── The data ──

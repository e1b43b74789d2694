//! Error Types
//!
//! The two ways the todo core can refuse a request.

use thiserror::Error;

#[derive(Debug, Clone, PartialEq, Eq, Error)]
pub enum TodoError {
    /// A consumer read a channel outside any `TodoProvider`
    #[error("Cannot find TodoProvider (no {0} in context)")]
    ProviderMissing(&'static str),
    /// A raw command named a type the store does not handle, or did not
    /// fit the variant it named
    #[error("Unhandled action type: {action_type} ({reason})")]
    UnhandledCommand { action_type: String, reason: String },
}

pub type TodoResult<T> = Result<T, TodoError>;
//! Todo Item Component
//!
//! One row: check circle, text and a remove button.

use leptos::prelude::*;

use crate::context::use_todo_dispatch;
use crate::store::TodoAction;

/// A single todo row
///
/// Only dispatches, so it is never re-run by list changes. `TodoList` keys
/// rows on `(id, done)`: text is immutable, so a toggle is the only change a
/// row can see, and it rebuilds that one row with the new `done`.
#[component]
pub fn TodoItem(id: u32, text: String, done: bool) -> impl IntoView {
    let dispatch = use_todo_dispatch();

    view! {
        <div class="todo-item">
            <div
                class={if done { "check-circle done" } else { "check-circle" }}
                on:click=move |_| dispatch.dispatch(TodoAction::Toggle { id })
            >
                {done.then_some("✓")}
            </div>
            <div class={if done { "text done" } else { "text" }}>{text}</div>
            <div class="remove" on:click=move |_| dispatch.dispatch(TodoAction::Remove { id })>
                "×"
            </div>
        </div>
    }
}
//! Todo Create Component
//!
//! Toggleable form that appends a new todo.

use leptos::prelude::*;
use wasm_bindgen::JsCast;

use crate::context::{use_todo_dispatch, use_todo_next_id};
use crate::models::Todo;
use crate::store::TodoAction;

#[component]
pub fn TodoCreate() -> impl IntoView {
    let dispatch = use_todo_dispatch();
    let next_id = use_todo_next_id();

    let (open, set_open) = signal(false);
    let (value, set_value) = signal(String::new());

    let create_todo = move |ev: web_sys::SubmitEvent| {
        ev.prevent_default();
        let Some(id) = next_id.take() else { return };
        let todo = Todo::new(id, value.get_untracked());
        dispatch.dispatch(TodoAction::Create { todo });
        set_value.set(String::new());
        set_open.set(false);
    };

    view! {
        <Show when=move || open.get()>
            <div class="insert-form-positioner">
                <form class="insert-form" on:submit=create_todo>
                    <input
                        type="text"
                        autofocus=true
                        placeholder="Type a task, then press Enter"
                        prop:value=move || value.get()
                        on:input=move |ev| {
                            if let Some(input) = ev
                                .target()
                                .and_then(|target| target.dyn_into::<web_sys::HtmlInputElement>().ok())
                            {
                                set_value.set(input.value());
                            }
                        }
                    />
                </form>
            </div>
        </Show>
        <button
            class=move || if open.get() { "circle-button open" } else { "circle-button" }
            on:click=move |_| set_open.update(|o| *o = !*o)
        >
            "+"
        </button>
    }
}
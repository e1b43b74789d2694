//! Todo App
//!
//! Composition root: every component that touches todos sits inside the
//! provider.

use leptos::prelude::*;

use crate::components::{TodoCreate, TodoHead, TodoList, TodoTemplate};
use crate::context::TodoProvider;

#[component]
pub fn App() -> impl IntoView {
    view! {
        <TodoProvider>
            <TodoTemplate>
                <TodoHead />
                <TodoList />
                <TodoCreate />
            </TodoTemplate>
        </TodoProvider>
    }
}
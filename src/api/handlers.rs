//! API Handlers
//!
//! HTTP request handlers binding each facade operation to an endpoint.

use std::sync::Arc;

use axum::{
    extract::{Query, State},
    Json,
};

use crate::error::Result;
use crate::facade::CacheFacade;
use crate::keys::{Fingerprint, Payload};
use crate::models::{
    AddEntryRequest, AddEntryResponse, CheckCacheQuery, CheckCacheResponse,
    EntryAddressResponse, EntryResponse, GetValueQuery, GetValueResponse, HealthResponse,
    KeyRequest, RemoveEntryQuery, UpdateEntryRequest,
};
use crate::store::CacheBackend;

/// Application state shared across all handlers.
#[derive(Clone)]
pub struct AppState {
    pub facade: CacheFacade,
}

impl AppState {
    /// Creates a new AppState around an existing facade.
    pub fn new(facade: CacheFacade) -> Self {
        Self { facade }
    }

    /// Creates a new AppState with a default facade over `backend`.
    pub fn from_backend(backend: Arc<dyn CacheBackend>) -> Self {
        Self::new(CacheFacade::new(backend))
    }
}

/// Handler for GET /cmd/check_cache?value=
pub async fn check_cache_handler(
    State(state): State<AppState>,
    Query(query): Query<CheckCacheQuery>,
) -> Result<Json<CheckCacheResponse>> {
    let lookup = state.facade.check_cache(&Payload::Text(query.value)).await?;
    Ok(Json(lookup.into()))
}

/// Handler for POST /cmd/check_cache
pub async fn check_cache_json_handler(
    State(state): State<AppState>,
    Json(req): Json<KeyRequest>,
) -> Result<Json<CheckCacheResponse>> {
    let lookup = state.facade.check_cache(&req.key).await?;
    Ok(Json(lookup.into()))
}

/// Handler for GET /cmd/get_value?key=
pub async fn get_value_handler(
    State(state): State<AppState>,
    Query(query): Query<GetValueQuery>,
) -> Result<Json<GetValueResponse>> {
    let key = query.fingerprint()?;
    let value = state.facade.get_value(&key).await?;
    Ok(Json(GetValueResponse { key, value }))
}

/// Handler for POST /cmd/add_entry
pub async fn add_entry_handler(
    State(state): State<AppState>,
    Json(req): Json<AddEntryRequest>,
) -> Result<Json<AddEntryResponse>> {
    let options = req.write_options()?;
    let added = state
        .facade
        .add_entry(&req.key, &req.value, options)
        .await?;
    Ok(Json(added.into()))
}

/// Handler for DELETE /cmd/remove_entry?key=
pub async fn remove_entry_handler(
    State(state): State<AppState>,
    Query(query): Query<RemoveEntryQuery>,
) -> Result<Json<EntryAddressResponse>> {
    let fingerprint = state
        .facade
        .remove_entry(&Payload::Text(query.key))
        .await?;
    Ok(Json(EntryAddressResponse { fingerprint }))
}

/// Handler for POST /cmd/remove_entry
pub async fn remove_entry_json_handler(
    State(state): State<AppState>,
    Json(req): Json<KeyRequest>,
) -> Result<Json<EntryAddressResponse>> {
    let fingerprint = state.facade.remove_entry(&req.key).await?;
    Ok(Json(EntryAddressResponse { fingerprint }))
}

/// Handler for PUT /cmd/update_entry
pub async fn update_entry_handler(
    State(state): State<AppState>,
    Json(req): Json<UpdateEntryRequest>,
) -> Result<Json<EntryAddressResponse>> {
    let fingerprint = req.fingerprint()?;
    state.facade.update_entry(&fingerprint, &req.value).await?;
    Ok(Json(EntryAddressResponse { fingerprint }))
}

/// Handler for GET /cmd/get_entries
pub async fn get_entries_handler(
    State(state): State<AppState>,
) -> Result<Json<Vec<EntryResponse>>> {
    let entries = state
        .facade
        .get_entries()
        .await?
        .into_iter()
        .map(|(fingerprint, value)| EntryResponse { fingerprint, value })
        .collect();
    Ok(Json(entries))
}

/// Handler for GET /cmd/get_keys
pub async fn get_keys_handler(State(state): State<AppState>) -> Result<Json<Vec<Fingerprint>>> {
    Ok(Json(state.facade.get_keys().await?))
}

/// Handler for GET /
///
/// Liveness probe answering a bare `true`.
pub async fn root_handler() -> Json<bool> {
    Json(true)
}

/// Handler for GET /health
pub async fn health_handler() -> Json<HealthResponse> {
    Json(HealthResponse::healthy())
}
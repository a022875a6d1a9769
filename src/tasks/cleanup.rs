//! TTL Cleanup Task
//!
//! Background task that periodically removes expired entries from the
//! in-memory backend. Reads already ignore expired entries, so the sweep
//! only bounds memory held by keys nobody reads again.

use std::sync::Arc;
use std::time::Duration;

use tokio::sync::RwLock;
use tokio::task::JoinHandle;
use tracing::{debug, info};

use crate::store::MemoryStore;

/// Spawns a background task that sweeps `store` every `cleanup_interval_secs`.
///
/// The returned handle is aborted during graceful shutdown.
///
/// # Example
/// ```ignore
/// let backend = MemoryBackend::new(1000);
/// let cleanup_handle = spawn_cleanup_task(backend.shared(), 1);
/// // Later, during shutdown:
/// cleanup_handle.abort();
/// ```
pub fn spawn_cleanup_task(
    store: Arc<RwLock<MemoryStore>>,
    cleanup_interval_secs: u64,
) -> JoinHandle<()> {
    let interval = Duration::from_secs(cleanup_interval_secs.max(1));

    tokio::spawn(async move {
        info!(
            "Starting TTL cleanup task with interval of {} seconds",
            interval.as_secs()
        );

        loop {
            tokio::time::sleep(interval).await;

            let removed = {
                let mut guard = store.write().await;
                guard.cleanup_expired()
            };

            if removed > 0 {
                info!("TTL cleanup: removed {} expired entries", removed);
            } else {
                debug!("TTL cleanup: no expired entries found");
            }
        }
    })
}
//! Canonical Form Module
//!
//! Turns a [`Payload`] into the deterministic text that gets hashed into a
//! fingerprint and written to the store as a value.
//!
//! Rules, first match wins:
//! 1. text is returned unchanged
//! 2. mappings become a JSON object, members in sorted key order
//! 3. sequences become a JSON array, order preserved
//! 4. sets become a JSON array of their distinct elements, sorted by the
//!    elements' own JSON text
//! 5. integers and floats become their decimal text (`42`, `42.0`)
//! 6. booleans become `True` / `False`
//! 7. bytes become standard padded base64
//! 8. anything else is JSON-encoded (`null`)
//!
//! The JSON text uses `", "` and `": "` separators, escapes DEL and every
//! non-ASCII character as `\uXXXX`, prints floats with a signed two-digit
//! exponent and writes non-finite floats as `NaN` / `Infinity` /
//! `-Infinity`, so fingerprints stay compatible with entries written by earlier
//! deployments of the service.

use std::cell::Cell;
use std::io;

use base64::{engine::general_purpose::STANDARD, Engine as _};
use serde::ser::{Error as _, SerializeMap, SerializeSeq};
use serde::{Serialize, Serializer};
use serde_json::ser::Formatter;
use thiserror::Error;
use tracing::warn;

use crate::keys::Payload;

/// Canonical text produced when a payload has no JSON form.
pub const FALLBACK: &str = "null";

// == Canonicalize Error ==
/// A payload that cannot be expressed as canonical JSON text.
#[derive(Error, Debug)]
#[error("{shape} payload has no canonical form: {reason}")]
pub struct CanonicalizeError {
    pub shape: &'static str,
    pub reason: String,
}

// == Canonicalize ==
/// Returns the canonical text of `payload`, never failing.
///
/// A payload that cannot be encoded maps to `"null"`. Unrelated
/// un-encodable payloads therefore share one fingerprint; each fallback is
/// logged at warn level. Use [`try_canonicalize`] to reject them instead.
pub fn canonicalize(payload: &Payload) -> String {
    match try_canonicalize(payload) {
        Ok(text) => text,
        Err(err) => {
            warn!(shape = payload.shape(), error = %err, "canonical form fell back to null");
            FALLBACK.to_string()
        }
    }
}

/// Returns the canonical text of `payload`, or why it has none.
pub fn try_canonicalize(payload: &Payload) -> Result<String, CanonicalizeError> {
    let fail = |err: serde_json::Error| CanonicalizeError {
        shape: payload.shape(),
        reason: err.to_string(),
    };

    match payload {
        Payload::Text(text) => Ok(text.clone()),
        Payload::Mapping(_) | Payload::Sequence(_) => encode_json(payload).map_err(fail),
        Payload::Set(items) => encode_set(items).map_err(fail),
        Payload::Integer(i) => Ok(i.to_string()),
        Payload::Float(f) => Ok(format_float(*f)),
        Payload::Boolean(true) => Ok("True".to_string()),
        Payload::Boolean(false) => Ok("False".to_string()),
        Payload::Bytes(bytes) => Ok(STANDARD.encode(bytes)),
        Payload::Null => encode_json(payload).map_err(fail),
    }
}

// == Float Text ==
/// Shortest round-trip decimal text of a float.
///
/// Plain notation between `1e-4` and `1e16` (always with a fractional part),
/// exponent notation outside it as `1e+16` / `1.5e-07`.
pub fn format_float(value: f64) -> String {
    if value.is_nan() {
        return "nan".to_string();
    }
    if value.is_infinite() {
        return if value > 0.0 { "inf" } else { "-inf" }.to_string();
    }

    let text = format!("{:?}", value);
    match text.split_once('e') {
        Some((mantissa, exponent)) => {
            let (sign, digits) = match exponent.strip_prefix('-') {
                Some(digits) => ('-', digits),
                None => ('+', exponent),
            };
            format!("{}e{}{:0>2}", mantissa, sign, digits)
        }
        None => text,
    }
}

fn encode_set(items: &[Payload]) -> Result<String, serde_json::Error> {
    let mut encoded = items
        .iter()
        .map(encode_json)
        .collect::<Result<Vec<_>, _>>()?;
    encoded.sort();
    encoded.dedup();
    Ok(format!("[{}]", encoded.join(", ")))
}

fn encode_json(payload: &Payload) -> Result<String, serde_json::Error> {
    let pending = Cell::new(None);
    let mut out = Vec::new();
    let formatter = CanonicalFormatter { pending: &pending };
    let mut serializer = serde_json::Serializer::with_formatter(&mut out, formatter);
    JsonForm {
        payload,
        pending: &pending,
    }
    .serialize(&mut serializer)?;
    String::from_utf8(out).map_err(serde_json::Error::custom)
}

/// JSON literal written for a non-finite float.
fn non_finite_literal(value: f64) -> &'static str {
    if value.is_nan() {
        "NaN"
    } else if value > 0.0 {
        "Infinity"
    } else {
        "-Infinity"
    }
}

// == JSON Form ==
/// Serializes a payload as nested JSON, where bytes and sets are not
/// representable.
struct JsonForm<'a> {
    payload: &'a Payload,
    /// Shared with the formatter; see [`CanonicalFormatter::write_null`].
    pending: &'a Cell<Option<&'static str>>,
}

impl<'a> JsonForm<'a> {
    fn nested(&self, payload: &'a Payload) -> Self {
        Self {
            payload,
            pending: self.pending,
        }
    }
}

impl Serialize for JsonForm<'_> {
    fn serialize<S: Serializer>(&self, serializer: S) -> Result<S::Ok, S::Error> {
        match self.payload {
            Payload::Text(text) => serializer.serialize_str(text),
            Payload::Integer(i) => serializer.serialize_i128(*i),
            Payload::Float(f) => {
                // serde_json routes NaN and infinities to `write_null`
                if !f.is_finite() {
                    self.pending.set(Some(non_finite_literal(*f)));
                }
                serializer.serialize_f64(*f)
            }
            Payload::Boolean(b) => serializer.serialize_bool(*b),
            Payload::Bytes(_) => Err(S::Error::custom("bytes are not JSON serializable")),
            Payload::Set(_) => Err(S::Error::custom("a nested set is not JSON serializable")),
            Payload::Sequence(items) => {
                let mut seq = serializer.serialize_seq(Some(items.len()))?;
                for item in items {
                    seq.serialize_element(&self.nested(item))?;
                }
                seq.end()
            }
            Payload::Mapping(members) => {
                let mut map = serializer.serialize_map(Some(members.len()))?;
                for (key, value) in members {
                    map.serialize_entry(key, &self.nested(value))?;
                }
                map.end()
            }
            Payload::Null => serializer.serialize_unit(),
        }
    }
}

// == Canonical Formatter ==
/// JSON layout used for canonical text.
///
/// Non-finite floats reach the formatter as a null; `pending` carries the
/// literal to write in its place.
struct CanonicalFormatter<'a> {
    pending: &'a Cell<Option<&'static str>>,
}

impl Formatter for CanonicalFormatter<'_> {
    fn write_null<W: ?Sized + io::Write>(&mut self, writer: &mut W) -> io::Result<()> {
        let literal = self.pending.take().unwrap_or("null");
        writer.write_all(literal.as_bytes())
    }

    fn begin_array_value<W: ?Sized + io::Write>(&mut self, writer: &mut W, first: bool) -> io::Result<()> {
        if first {
            Ok(())
        } else {
            writer.write_all(b", ")
        }
    }

    fn begin_object_key<W: ?Sized + io::Write>(&mut self, writer: &mut W, first: bool) -> io::Result<()> {
        if first {
            Ok(())
        } else {
            writer.write_all(b", ")
        }
    }

    fn begin_object_value<W: ?Sized + io::Write>(&mut self, writer: &mut W) -> io::Result<()> {
        writer.write_all(b": ")
    }

    fn write_f64<W: ?Sized + io::Write>(&mut self, writer: &mut W, value: f64) -> io::Result<()> {
        writer.write_all(format_float(value).as_bytes())
    }

    fn write_string_fragment<W: ?Sized + io::Write>(&mut self, writer: &mut W, fragment: &str) -> io::Result<()> {
        if fragment.bytes().all(is_plain_ascii) {
            return writer.write_all(fragment.as_bytes());
        }
        let mut units = [0u16; 2];
        for ch in fragment.chars() {
            if ch.is_ascii() && ch != '\u{7f}' {
                writer.write_all(&[ch as u8])?;
            } else {
                for unit in ch.encode_utf16(&mut units) {
                    write!(writer, "\\u{:04x}", unit)?;
                }
            }
        }
        Ok(())
    }
}

/// ASCII written as-is; DEL is escaped like every non-ASCII character.
fn is_plain_ascii(byte: u8) -> bool {
    byte.is_ascii() && byte != 0x7f
}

───

Task to complete: Please show every line above that includes the word "tracing".

Response area:
use tracing::{debug, info};
use tracing::warn;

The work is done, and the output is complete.